Assignment: Type out the data again. Keep every line exactly the same.
═════ Exercise materials
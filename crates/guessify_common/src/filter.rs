//! Candidate narrowing.
//!
//! Keeps only the entities consistent with every stored answer. An empty
//! result is a normal outcome: no entity matches the answers given.

use crate::answer::AnswerRecord;
use crate::catalog::{Catalog, Entity};
use tracing::debug;

/// Resolved (column, expected value) constraints; unknown attributes are skipped
fn constraints(catalog: &Catalog, answers: &[AnswerRecord]) -> Vec<(usize, bool)> {
    answers
        .iter()
        .filter_map(|rec| match catalog.attribute_position(&rec.attribute) {
            Some(col) => Some((col, rec.answer.as_bool())),
            None => {
                debug!("Ignoring answer for unknown attribute '{}'", rec.attribute);
                None
            }
        })
        .collect()
}

/// Entities matching all answers, in catalog order
pub fn matches<'a>(catalog: &'a Catalog, answers: &[AnswerRecord]) -> Vec<&'a Entity> {
    let constraints = constraints(catalog, answers);
    catalog
        .entities()
        .iter()
        .filter(|e| constraints.iter().all(|&(col, want)| e.values[col] == want))
        .collect()
}

/// Number of entities matching all answers
pub fn remaining(catalog: &Catalog, answers: &[AnswerRecord]) -> usize {
    let constraints = constraints(catalog, answers);
    catalog
        .entities()
        .iter()
        .filter(|e| constraints.iter().all(|&(col, want)| e.values[col] == want))
        .count()
}

/// Candidate count after each successive answer, for turn-by-turn logs
pub fn narrowing_trace(catalog: &Catalog, answers: &[AnswerRecord]) -> Vec<(String, usize)> {
    (1..=answers.len())
        .map(|n| {
            let rec = &answers[n - 1];
            (
                format!("{} = {}", rec.attribute, rec.answer),
                remaining(catalog, &answers[..n]),
            )
        })
        .collect()
}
══════════
Solution:
filename crates/guessify_common/src/filter.rs
//! Candidate narrowing.
//!
//! Keeps only the entities consistent with every stored answer. An empty
//! result is a normal outcome: no entity matches the answers given.

use crate::answer::AnswerRecord;
use crate::catalog::{Catalog, Entity};
use tracing::debug;

/// Resolved (column, expected value) constraints; unknown attributes are skipped
fn constraints(catalog: &Catalog, answers: &[AnswerRecord]) -> Vec<(usize, bool)> {
    answers
        .iter()
        .filter_map(|rec| match catalog.attribute_position(&rec.attribute) {
            Some(col) => Some((col, rec.answer.as_bool())),
            None => {
                debug!("Ignoring answer for unknown attribute '{}'", rec.attribute);
                None
            }
        })
        .collect()
}

/// Entities matching all answers, in catalog order
pub fn matches<'a>(catalog: &'a Catalog, answers: &[AnswerRecord]) -> Vec<&'a Entity> {
    let constraints = constraints(catalog, answers);
    catalog
        .entities()
        .iter()
        .filter(|e| constraints.iter().all(|&(col, want)| e.values[col] == want))
        .collect()
}

/// Number of entities matching all answers
pub fn remaining(catalog: &Catalog, answers: &[AnswerRecord]) -> usize {
    let constraints = constraints(catalog, answers);
    catalog
        .entities()
        .iter()
        .filter(|e| constraints.iter().all(|&(col, want)| e.values[col] == want))
        .count()
}

/// Candidate count after each successive answer, for turn-by-turn logs
pub fn narrowing_trace(catalog: &Catalog, answers: &[AnswerRecord]) -> Vec<(String, usize)> {
    (1..=answers.len())
        .map(|n| {
            let rec = &answers[n - 1];
            (
                format!("{} = {}", rec.attribute, rec.answer),
                remaining(catalog, &answers[..n]),
            )
        })
        .collect()
}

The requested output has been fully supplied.